» Problem
Below are several records. Retype exactly those lines running from the one with "#[derive(Debug, Error, Clone, PartialEq, Eq)]" through the one with "not be parsed.", end lines included, and no others.

» Extracted data

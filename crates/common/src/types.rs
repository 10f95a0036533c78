//! Connection types shared between transports and the swarm.
//!
//! These are reported by transport implementations once a connection is
//! established and consumed by the swarm's telemetry.

use serde::{Deserialize, Serialize};
use std::fmt;

/// Which side initiated a connection.
#[derive(Debug, Clone, Copy, Default, PartialEq, Eq, Hash, Serialize, Deserialize)]
#[serde(rename_all = "lowercase")]
pub enum Direction {
    /// The remote peer dialed us.
    Inbound,
    /// We dialed the remote peer.
    Outbound,
    /// Direction was not reported.
    #[default]
    Unknown,
}

impl Direction {
    /// Returns the direction as a string for metric labels.
    #[must_use]
    pub const fn as_str(&self) -> &'static str {
        match self {
            Direction::Inbound => "inbound",
            Direction::Outbound => "outbound",
            Direction::Unknown => "unknown",
        }
    }
}

impl fmt::Display for Direction {
    fn fmt(&self, f: &mut fmt::Formatter<'_>) -> fmt::Result {
        f.write_str(self.as_str())
    }
}

/// Snapshot of the protocols negotiated for an established connection.
///
/// An empty string means the layer does not apply. QUIC, for example,
/// secures and multiplexes inside the transport handshake and leaves both
/// `security` and `stream_multiplexer` empty.
#[derive(Debug, Clone, Default, PartialEq, Eq, Hash, Serialize, Deserialize)]
pub struct ConnectionState {
    /// Transport protocol identifier (e.g., "tcp", "quic-v1").
    pub transport: String,
    /// Security protocol identifier (e.g., "tls", "noise").
    pub security: String,
    /// Stream multiplexer identifier (e.g., "yamux", "mplex").
    pub stream_multiplexer: String,
}

impl ConnectionState {
    /// Create a state for the given transport with no security or muxer.
    #[must_use]
    pub fn new(transport: impl Into<String>) -> Self {
        Self {
            transport: transport.into(),
            ..Self::default()
        }
    }

    /// Set the security protocol.
    #[must_use]
    pub fn with_security(mut self, security: impl Into<String>) -> Self {
        self.security = security.into();
        self
    }

    /// Set the stream multiplexer.
    #[must_use]
    pub fn with_stream_multiplexer(mut self, muxer: impl Into<String>) -> Self {
        self.stream_multiplexer = muxer.into();
        self
    }
}
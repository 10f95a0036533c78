//! Captured metrics for assertions.
//!
//! Wraps a `metrics_util::debugging::Snapshot` into plain names, label maps
//! and values so tests can look up a series by its exact labels.

use metrics_util::debugging::{DebugValue, DebuggingRecorder, Snapshotter};
use std::collections::BTreeMap;

/// Value of one recorded series.
#[derive(Debug, Clone, PartialEq)]
pub enum RecordedValue {
    Counter(u64),
    Gauge(f64),
    Histogram(Vec<f64>),
}

/// One recorded series: metric name, labels and value.
#[derive(Debug, Clone, PartialEq)]
pub struct RecordedMetric {
    pub name: String,
    pub labels: BTreeMap<String, String>,
    pub value: RecordedValue,
}

/// All series captured by a snapshot.
#[derive(Debug, Clone, Default)]
pub struct RecordedMetrics {
    series: Vec<RecordedMetric>,
}

impl RecordedMetrics {
    /// Take a snapshot from `snapshotter`.
    ///
    /// Histogram samples are drained by the snapshot; take one snapshot per
    /// assertion phase.
    #[must_use]
    pub fn from_snapshotter(snapshotter: &Snapshotter) -> Self {
        let series = snapshotter
            .snapshot()
            .into_vec()
            .into_iter()
            .map(|(composite, _unit, _description, value)| {
                let key = composite.key();
                RecordedMetric {
                    name: key.name().to_string(),
                    labels: key
                        .labels()
                        .map(|l| (l.key().to_string(), l.value().to_string()))
                        .collect(),
                    value: match value {
                        DebugValue::Counter(v) => RecordedValue::Counter(v),
                        DebugValue::Gauge(v) => RecordedValue::Gauge(v.0),
                        DebugValue::Histogram(values) => {
                            RecordedValue::Histogram(values.into_iter().map(|v| v.0).collect())
                        }
                    },
                }
            })
            .collect();
        Self { series }
    }

    /// Every captured series.
    #[must_use]
    pub fn series(&self) -> &[RecordedMetric] {
        &self.series
    }

    /// Series recorded under `name`, any labels.
    pub fn named<'a>(&'a self, name: &'a str) -> impl Iterator<Item = &'a RecordedMetric> + 'a {
        self.series.iter().filter(move |m| m.name == name)
    }

    /// The series with exactly `labels` (order-insensitive).
    #[must_use]
    pub fn find<'a>(&'a self, name: &'a str, labels: &[(&str, &str)]) -> Option<&'a RecordedMetric> {
        let wanted: BTreeMap<String, String> = labels
            .iter()
            .map(|(k, v)| ((*k).to_string(), (*v).to_string()))
            .collect();
        self.named(name).find(|m| m.labels == wanted)
    }

    /// Counter value of the series with exactly `labels`.
    #[must_use]
    pub fn counter(&self, name: &str, labels: &[(&str, &str)]) -> Option<u64> {
        match self.find(name, labels)?.value {
            RecordedValue::Counter(v) => Some(v),
            _ => None,
        }
    }

    /// Histogram samples of the series with exactly `labels`.
    #[must_use]
    pub fn histogram(&self, name: &str, labels: &[(&str, &str)]) -> Option<Vec<f64>> {
        match &self.find(name, labels)?.value {
            RecordedValue::Histogram(values) => Some(values.clone()),
            _ => None,
        }
    }

    /// Sum of every counter series recorded under `name`.
    #[must_use]
    pub fn counter_total(&self, name: &str) -> u64 {
        self.named(name)
            .map(|m| match m.value {
                RecordedValue::Counter(v) => v,
                _ => 0,
            })
            .sum()
    }
}

/// Run `f` with a fresh thread-local `DebuggingRecorder` and return what it
/// recorded.
pub fn capture<F: FnOnce()>(f: F) -> RecordedMetrics {
    let recorder = DebuggingRecorder::new();
    let snapshotter = recorder.snapshotter();
    metrics::with_local_recorder(&recorder, f);
    RecordedMetrics::from_snapshotter(&snapshotter)
}
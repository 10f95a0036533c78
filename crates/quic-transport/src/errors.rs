//! QUIC transport error types.

use thiserror::Error;

/// Errors raised while building a [`crate::config::TransportConfig`].
#[derive(Debug, Error, Clone, PartialEq, Eq)]
pub enum ConfigError {
    /// A construction option rejected the configuration.
    #[error("Option '{option}' failed: {reason}")]
    OptionFailed {
        option: &'static str,
        reason: String,
    },

    /// An environment variable could not be parsed.
    #[error("Invalid value for {name}: '{value}' (expected true/false/1/0/yes/no)")]
    InvalidEnvVar { name: String, value: String },
}

/// Errors raised while constructing a [`crate::transport::QuicTransport`].
#[derive(Debug, Error)]
pub enum TransportError {
    #[error("Transport configuration failed: {0}")]
    Config(#[from] ConfigError),
}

» Task output
#[derive(Debug, Error, Clone, PartialEq, Eq)]
pub enum ConfigError {
    /// A construction option rejected the configuration.
    #[error("Option '{option}' failed: {reason}")]
    OptionFailed {
        option: &'static str,
        reason: String,
    },

    /// An environment variable could not be parsed.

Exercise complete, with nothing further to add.